* **What you have to do**
The answer must be every line from the listing that holds the string "already".

Records: Begin

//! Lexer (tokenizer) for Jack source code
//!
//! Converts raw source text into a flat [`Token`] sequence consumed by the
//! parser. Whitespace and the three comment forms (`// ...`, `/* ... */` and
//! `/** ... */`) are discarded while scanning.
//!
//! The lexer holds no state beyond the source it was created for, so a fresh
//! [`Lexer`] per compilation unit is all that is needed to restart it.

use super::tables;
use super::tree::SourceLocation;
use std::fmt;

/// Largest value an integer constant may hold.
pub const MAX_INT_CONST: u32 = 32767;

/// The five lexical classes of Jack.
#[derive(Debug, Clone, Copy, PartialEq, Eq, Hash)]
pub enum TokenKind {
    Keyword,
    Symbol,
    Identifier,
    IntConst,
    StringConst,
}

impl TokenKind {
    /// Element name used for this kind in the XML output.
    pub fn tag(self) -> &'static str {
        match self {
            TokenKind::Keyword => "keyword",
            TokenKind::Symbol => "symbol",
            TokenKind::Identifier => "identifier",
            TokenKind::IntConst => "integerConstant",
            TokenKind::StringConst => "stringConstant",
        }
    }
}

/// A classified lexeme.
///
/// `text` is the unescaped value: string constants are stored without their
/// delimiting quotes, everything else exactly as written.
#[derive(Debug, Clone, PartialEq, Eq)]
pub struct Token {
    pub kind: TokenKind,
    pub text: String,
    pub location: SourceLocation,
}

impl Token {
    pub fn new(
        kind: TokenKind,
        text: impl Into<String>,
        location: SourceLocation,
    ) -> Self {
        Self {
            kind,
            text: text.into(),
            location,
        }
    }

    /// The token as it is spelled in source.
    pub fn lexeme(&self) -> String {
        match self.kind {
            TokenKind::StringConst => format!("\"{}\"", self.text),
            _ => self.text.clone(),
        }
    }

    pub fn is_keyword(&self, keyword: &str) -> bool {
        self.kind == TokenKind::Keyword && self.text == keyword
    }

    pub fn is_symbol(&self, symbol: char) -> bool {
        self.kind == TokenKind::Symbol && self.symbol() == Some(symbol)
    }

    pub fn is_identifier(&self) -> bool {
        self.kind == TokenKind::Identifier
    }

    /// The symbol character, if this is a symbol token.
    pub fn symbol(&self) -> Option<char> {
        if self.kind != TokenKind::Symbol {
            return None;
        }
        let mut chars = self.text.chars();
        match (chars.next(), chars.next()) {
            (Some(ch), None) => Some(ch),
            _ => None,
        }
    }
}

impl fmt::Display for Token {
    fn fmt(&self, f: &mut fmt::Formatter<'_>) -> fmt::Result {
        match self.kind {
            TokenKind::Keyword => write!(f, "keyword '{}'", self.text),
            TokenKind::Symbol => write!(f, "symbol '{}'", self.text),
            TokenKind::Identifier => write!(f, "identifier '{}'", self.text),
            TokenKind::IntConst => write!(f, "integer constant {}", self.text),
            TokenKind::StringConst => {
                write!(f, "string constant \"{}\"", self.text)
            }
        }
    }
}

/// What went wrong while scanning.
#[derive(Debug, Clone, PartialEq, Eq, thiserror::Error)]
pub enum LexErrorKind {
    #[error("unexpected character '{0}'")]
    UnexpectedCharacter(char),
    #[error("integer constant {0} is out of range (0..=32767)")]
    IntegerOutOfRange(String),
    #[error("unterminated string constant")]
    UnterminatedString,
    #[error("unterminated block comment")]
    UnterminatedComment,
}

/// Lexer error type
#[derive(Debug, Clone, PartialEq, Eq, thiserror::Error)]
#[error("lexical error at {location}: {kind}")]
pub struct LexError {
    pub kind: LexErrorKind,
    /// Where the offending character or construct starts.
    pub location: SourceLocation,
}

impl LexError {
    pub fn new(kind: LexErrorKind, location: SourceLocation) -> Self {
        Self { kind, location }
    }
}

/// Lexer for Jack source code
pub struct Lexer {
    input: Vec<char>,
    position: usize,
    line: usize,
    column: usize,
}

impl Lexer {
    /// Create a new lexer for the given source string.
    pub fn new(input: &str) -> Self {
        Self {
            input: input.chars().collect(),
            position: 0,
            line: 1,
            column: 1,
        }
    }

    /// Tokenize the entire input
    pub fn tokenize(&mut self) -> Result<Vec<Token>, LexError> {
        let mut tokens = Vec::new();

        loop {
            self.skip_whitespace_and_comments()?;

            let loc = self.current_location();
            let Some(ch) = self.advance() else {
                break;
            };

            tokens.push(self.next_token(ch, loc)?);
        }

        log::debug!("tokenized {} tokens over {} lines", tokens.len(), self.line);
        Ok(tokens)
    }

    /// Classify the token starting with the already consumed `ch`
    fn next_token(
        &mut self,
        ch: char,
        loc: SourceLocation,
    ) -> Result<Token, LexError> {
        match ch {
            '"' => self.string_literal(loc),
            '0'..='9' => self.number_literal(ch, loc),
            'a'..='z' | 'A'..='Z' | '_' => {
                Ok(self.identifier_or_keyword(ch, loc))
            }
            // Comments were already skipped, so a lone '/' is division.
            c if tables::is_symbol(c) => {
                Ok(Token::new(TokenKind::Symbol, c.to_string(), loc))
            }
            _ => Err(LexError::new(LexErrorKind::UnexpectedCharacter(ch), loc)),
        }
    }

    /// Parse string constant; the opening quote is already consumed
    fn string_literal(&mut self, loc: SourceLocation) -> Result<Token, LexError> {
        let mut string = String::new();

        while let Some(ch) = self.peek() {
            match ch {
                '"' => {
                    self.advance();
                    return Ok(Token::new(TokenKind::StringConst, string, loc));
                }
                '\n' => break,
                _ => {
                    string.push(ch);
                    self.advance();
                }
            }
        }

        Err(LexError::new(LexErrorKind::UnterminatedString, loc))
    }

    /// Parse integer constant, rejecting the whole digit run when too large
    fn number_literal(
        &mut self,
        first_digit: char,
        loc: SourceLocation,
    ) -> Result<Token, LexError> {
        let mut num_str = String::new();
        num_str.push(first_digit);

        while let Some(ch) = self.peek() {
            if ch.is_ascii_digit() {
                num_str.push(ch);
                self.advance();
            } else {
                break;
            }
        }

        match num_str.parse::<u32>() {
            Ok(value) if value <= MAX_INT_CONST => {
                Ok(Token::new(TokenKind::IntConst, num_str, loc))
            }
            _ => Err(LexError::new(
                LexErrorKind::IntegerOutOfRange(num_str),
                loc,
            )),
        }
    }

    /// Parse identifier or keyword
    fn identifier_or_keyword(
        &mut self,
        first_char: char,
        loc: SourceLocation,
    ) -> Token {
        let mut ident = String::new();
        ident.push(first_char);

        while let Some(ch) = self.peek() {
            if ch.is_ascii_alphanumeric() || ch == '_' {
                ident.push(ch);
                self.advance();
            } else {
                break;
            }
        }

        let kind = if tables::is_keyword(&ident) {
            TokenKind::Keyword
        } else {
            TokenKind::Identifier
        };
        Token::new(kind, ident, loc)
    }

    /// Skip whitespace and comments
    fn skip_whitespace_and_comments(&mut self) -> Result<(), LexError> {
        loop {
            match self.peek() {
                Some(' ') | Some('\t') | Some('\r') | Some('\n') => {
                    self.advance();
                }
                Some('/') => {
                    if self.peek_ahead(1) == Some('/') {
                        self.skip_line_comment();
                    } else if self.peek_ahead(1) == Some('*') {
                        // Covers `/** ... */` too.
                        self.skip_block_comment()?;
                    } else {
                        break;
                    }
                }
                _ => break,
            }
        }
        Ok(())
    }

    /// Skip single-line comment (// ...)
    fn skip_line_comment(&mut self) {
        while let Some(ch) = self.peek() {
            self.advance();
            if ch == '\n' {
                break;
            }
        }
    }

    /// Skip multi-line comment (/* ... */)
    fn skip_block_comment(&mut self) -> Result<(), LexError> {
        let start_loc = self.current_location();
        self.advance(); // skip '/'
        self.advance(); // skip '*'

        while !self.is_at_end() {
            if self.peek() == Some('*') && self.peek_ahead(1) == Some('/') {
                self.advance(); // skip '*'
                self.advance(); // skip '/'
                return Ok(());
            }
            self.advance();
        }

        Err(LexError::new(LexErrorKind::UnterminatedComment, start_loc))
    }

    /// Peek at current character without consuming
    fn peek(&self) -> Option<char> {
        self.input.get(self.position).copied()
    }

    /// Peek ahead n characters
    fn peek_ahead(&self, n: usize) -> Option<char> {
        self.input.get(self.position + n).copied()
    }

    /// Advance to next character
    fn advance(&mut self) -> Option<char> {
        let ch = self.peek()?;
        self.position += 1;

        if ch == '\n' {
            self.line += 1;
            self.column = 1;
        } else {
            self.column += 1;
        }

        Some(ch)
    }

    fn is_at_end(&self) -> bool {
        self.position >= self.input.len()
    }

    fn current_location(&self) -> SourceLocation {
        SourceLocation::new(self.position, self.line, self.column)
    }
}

Records: End
Records: Begin

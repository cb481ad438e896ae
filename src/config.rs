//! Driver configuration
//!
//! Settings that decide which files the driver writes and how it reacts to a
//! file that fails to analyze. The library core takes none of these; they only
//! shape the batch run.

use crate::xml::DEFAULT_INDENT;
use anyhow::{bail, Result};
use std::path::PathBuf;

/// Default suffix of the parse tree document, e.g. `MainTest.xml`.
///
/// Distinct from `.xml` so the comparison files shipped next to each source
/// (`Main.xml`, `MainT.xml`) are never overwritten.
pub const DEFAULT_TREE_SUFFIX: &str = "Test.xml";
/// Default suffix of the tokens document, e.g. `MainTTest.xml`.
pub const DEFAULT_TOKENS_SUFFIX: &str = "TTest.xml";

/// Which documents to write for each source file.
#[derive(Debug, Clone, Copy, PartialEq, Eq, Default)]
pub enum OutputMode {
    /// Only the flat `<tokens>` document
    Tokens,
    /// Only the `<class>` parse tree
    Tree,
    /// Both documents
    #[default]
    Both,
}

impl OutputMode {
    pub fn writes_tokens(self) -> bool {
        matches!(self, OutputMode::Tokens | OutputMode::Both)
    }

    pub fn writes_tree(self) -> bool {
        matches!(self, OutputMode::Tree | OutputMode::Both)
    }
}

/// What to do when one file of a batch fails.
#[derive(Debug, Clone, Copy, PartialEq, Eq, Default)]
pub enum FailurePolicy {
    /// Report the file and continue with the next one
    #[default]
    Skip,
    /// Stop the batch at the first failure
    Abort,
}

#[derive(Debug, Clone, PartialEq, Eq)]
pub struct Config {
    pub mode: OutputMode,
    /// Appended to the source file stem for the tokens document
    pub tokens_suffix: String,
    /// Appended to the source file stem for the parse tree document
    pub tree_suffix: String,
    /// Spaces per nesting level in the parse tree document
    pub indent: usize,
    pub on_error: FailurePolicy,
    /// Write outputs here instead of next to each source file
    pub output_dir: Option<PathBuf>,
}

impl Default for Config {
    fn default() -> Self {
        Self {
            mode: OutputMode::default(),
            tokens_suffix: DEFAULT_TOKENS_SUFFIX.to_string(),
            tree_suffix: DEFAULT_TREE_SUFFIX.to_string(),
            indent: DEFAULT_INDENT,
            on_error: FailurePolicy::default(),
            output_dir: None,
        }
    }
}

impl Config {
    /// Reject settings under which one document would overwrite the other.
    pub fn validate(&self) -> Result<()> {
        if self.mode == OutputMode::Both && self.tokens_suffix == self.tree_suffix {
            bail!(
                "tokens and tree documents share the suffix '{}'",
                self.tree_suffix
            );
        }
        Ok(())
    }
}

Records: End

* **Output of the task**
    /// Classify the token starting with the already consumed `ch`
            // Comments were already skipped, so a lone '/' is division.
    /// Parse string constant; the opening quote is already consumed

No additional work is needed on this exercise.